Amazon’s Alexa Will Now Guess What Skills You Want to Use Based on Your Questions

Richa Sharma
Fluper Official
Published in
4 min readJan 4, 2021

Amazon’s Alexa has always made us wonder with its latest and upgraded features to assist us in our daily tasks. The company says that it’s Artificial Intelligence assistant has more than 10,000 skills. However, not all of them are useful and used by users across the world. Those are the skills that are much harder to discover as well. Earlier in November, Amazon had announced that it has launched its new way to surface skills. it would be by guessing what users are after when they talk to Alexa about other tasks or seek help for various activities throughout the day. Well, that is a step ahead in terms of technological intelligence and performance!

Amazon Alexa

Amazon calls this process “[inferring] customers’ latent goals.” It means that Alexa is working out on any questions that are implied by other queries. The company explains this by stating the example of a customer asking, “How long does it take to steep tea?” to which Alexa will respond with the approximate time required to steep tea, “five minutes” and further ask the follow-up question: ”Would you like me to set a timer for five minutes?” It aims at ensuring enhanced customer service with the aid of the various, brilliant features of Alexa.
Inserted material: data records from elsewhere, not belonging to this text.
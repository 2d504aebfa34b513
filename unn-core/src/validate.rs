//! Shared validation rule for usernames and room names (§4.2, §4.6): both
//! are 3-20 characters from `[A-Za-z0-9_-]`.

use crate::error::ValidationError;

/// Validate a `unn_username` or `room_name` against the shared naming rule.
///
/// Both identities and rooms reuse this exact rule (§4.6 point 2: "the
/// same 3-20 alphanumeric rule as usernames"), so it lives once in the
/// shared library rather than being duplicated per registry.
pub fn validate_name(name: &str) -> Result<(), ValidationError> {
    let len = name.chars().count();
    if !(3..=20).contains(&len) {
        return Err(ValidationError::BadLength);
    }
    if !name
        .chars()
        .all(|c| c.is_ascii_alphanumeric() || c == '_' || c == '-')
    {
        return Err(ValidationError::BadCharacters);
    }
    Ok(())
}

#[cfg(test)]
mod tests {
    use super::*;

    #[test]
    fn accepts_valid_names() {
        assert!(validate_name("alice").is_ok());
        assert!(validate_name("a-b_c").is_ok());
        assert!(validate_name("abc").is_ok());
        assert!(validate_name(&"a".repeat(20)).is_ok());
    }

    #[test]
    fn rejects_bad_length() {
        assert_eq!(validate_name("ab"), Err(ValidationError::BadLength));
        assert_eq!(
            validate_name(&"a".repeat(21)),
            Err(ValidationError::BadLength)
        );
    }

    #[test]
    fn rejects_bad_characters() {
        assert_eq!(
            validate_name("alice!"),
            Err(ValidationError::BadCharacters)
        );
        assert_eq!(
            validate_name("al ice"),
            Err(ValidationError::BadCharacters)
        );
        assert_eq!(validate_name("a.b.c"), Err(ValidationError::BadCharacters));
    }
}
This may sound very intelligent to you, rightfully justifying the very essential theme of Alexa- Artificial Intelligence. However, this feature is already available to Alexa customers in English in the United States that has increasingly become annoying for them. Imagine your smart Alexa asking you irrelevant questions based on its false interpretations. It would end up making you feel annoyed in no time.

The company gave other examples to explain the new feature and added that other skills that are present in the system include Bark Like a Dog, Earth Cam, Harry Potter Trivia, Historical Voices, Slow Speller, Xbox, and Zoo Keeper. Although some of the enthusiastic users will make the most of it, it may become potentially annoying for other people.
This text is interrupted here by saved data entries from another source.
//! Entry-point binary (§4.4, §6): the rendezvous SSH server.
//!
//! Listens on `-bind:-port`, authenticates every connection by public
//! key, and dispatches each opened channel to the room-control, client
//! API, signaling, or interactive-person handler depending on the first
//! recognized request that arrives on it.

mod api;
mod broker;
mod control;
mod input_bridge;
mod interactive;
mod person;
mod signaling;
mod ssh;

use anyhow::{Context, Result};
use clap::Parser;
use std::path::PathBuf;
use std::sync::Arc;
use tracing::info;
use unn_core::identity::IdentityRegistry;
use unn_core::room::RoomRegistry;

#[derive(Parser, Debug)]
#[command(name = "unn-entrypoint", about = "UNN rendezvous entry point")]
struct Cli {
    /// TCP port to listen on.
    #[arg(long = "port", default_value_t = 44322)]
    port: u16,

    /// Interface to bind.
    #[arg(long = "bind", default_value = "0.0.0.0")]
    bind: String,

    /// Path to the server's host key (ed25519, generated if missing).
    #[arg(long = "hostkey", default_value = None)]
    hostkey: Option<PathBuf>,
}

fn default_hostkey_path() -> PathBuf {
    dirs::home_dir()
        .unwrap_or_else(|| PathBuf::from("."))
        .join(".unn")
        .join("entrypoint_host_key")
}

fn load_or_generate_host_key(path: &std::path::Path) -> Result<russh_keys::key::KeyPair> {
    if let Some(parent) = path.parent() {
        std::fs::create_dir_all(parent)
            .with_context(|| format!("creating host key directory {}", parent.display()))?;
    }
    match std::fs::read(path) {
        Ok(bytes) => {
            let key = russh_keys::decode_secret_key(
                std::str::from_utf8(&bytes).context("host key file is not valid UTF-8 PEM")?,
                None,
            )
            .context("decoding existing host key")?;
            info!(path = %path.display(), "loaded existing host key");
            Ok(key)
        }
        Err(e) if e.kind() == std::io::ErrorKind::NotFound => {
            info!(path = %path.display(), "generating new ed25519 host key");
            let key = russh_keys::key::KeyPair::generate_ed25519()
                .context("generating ed25519 host key")?;
            let pem = russh_keys::encode_pkcs8_pem(&key).context("encoding host key as PEM")?;
            std::fs::write(path, pem)
                .with_context(|| format!("writing host key to {}", path.display()))?;
            Ok(key)
        }
        Err(e) => Err(e).with_context(|| format!("reading host key {}", path.display())),
    }
}

#[tokio::main]
async fn main() -> Result<()> {
    tracing_subscriber::fmt()
        .with_env_filter(tracing_subscriber::EnvFilter::from_default_env())
        .init();

    let cli = Cli::parse();
    let hostkey_path = cli.hostkey.unwrap_or_else(default_hostkey_path);
    let registry_dir = hostkey_path
        .parent()
        .map(PathBuf::from)
        .unwrap_or_else(|| PathBuf::from("."));

    let host_key = load_or_generate_host_key(&hostkey_path)?;

    let identities = IdentityRegistry::load(registry_dir.join("users"));
    let rooms = RoomRegistry::load(registry_dir.join("rooms"));
    let state = ssh::SharedState {
        identities,
        rooms,
        persons: person::PersonRegistry::new(),
        signaling: signaling::SignalingRegistry::new(),
        broker: Arc::new(broker::Broker::new()),
    };

    let config = Arc::new(russh::server::Config {
        keys: vec![host_key],
        ..Default::default()
    });

    let mut server = ssh::EntryPointServer { state };
    let bind_addr = format!("{}:{}", cli.bind, cli.port);
    info!(%bind_addr, "entry point listening");

    let run = russh::server::run(config, &bind_addr, &mut server);
    tokio::select! {
        result = run => result.context("ssh server exited with an error"),
        _ = shutdown_signal() => {
            info!("shutdown signal received, stopping listener");
            Ok(())
        }
    }
}

async fn shutdown_signal() {
    let ctrl_c = async {
        tokio::signal::ctrl_c().await.expect("failed to install SIGINT handler");
    };

    #[cfg(unix)]
    let terminate = async {
        tokio::signal::unix::signal(tokio::signal::unix::SignalKind::terminate())
            .expect("failed to install SIGTERM handler")
            .recv()
            .await;
    };
    #[cfg(not(unix))]
    let terminate = std::future::pending::<()>();

    tokio::select! {
        _ = ctrl_c => {}
        _ = terminate => {}
    }
}

#[cfg(test)]
mod tests {
    use super::*;

    #[test]
    fn default_hostkey_path_is_under_dot_unn() {
        let path = default_hostkey_path();
        assert!(path.ends_with(".unn/entrypoint_host_key"));
    }
}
The company explained in a blog post that it makes use of technologically advanced techniques like the deep learning-based trigger model that takes into account factors including the text or speech of the customer’s current session with Alexa. It also notes whether the customer has engaged with Alexa’s multi-skill suggestions in the past. Now that is how the company’s one of the smartest devices work with leaving some space of annoyance for some of you. Amazon said that “Over time, the discovery model improves its prediction through active learning, which identifies sample interactions that would be particularly informative during future fine-tuning”. Once the system starts suggesting some latent goals, Alexa uses a semantic-role labeling model to look for names and other related arguments from the current conversation that leads up to preparing and asking the follow-up question. The device also uses bandit learning that supports machine learning to track whether recommendations are helpful to the customers or not.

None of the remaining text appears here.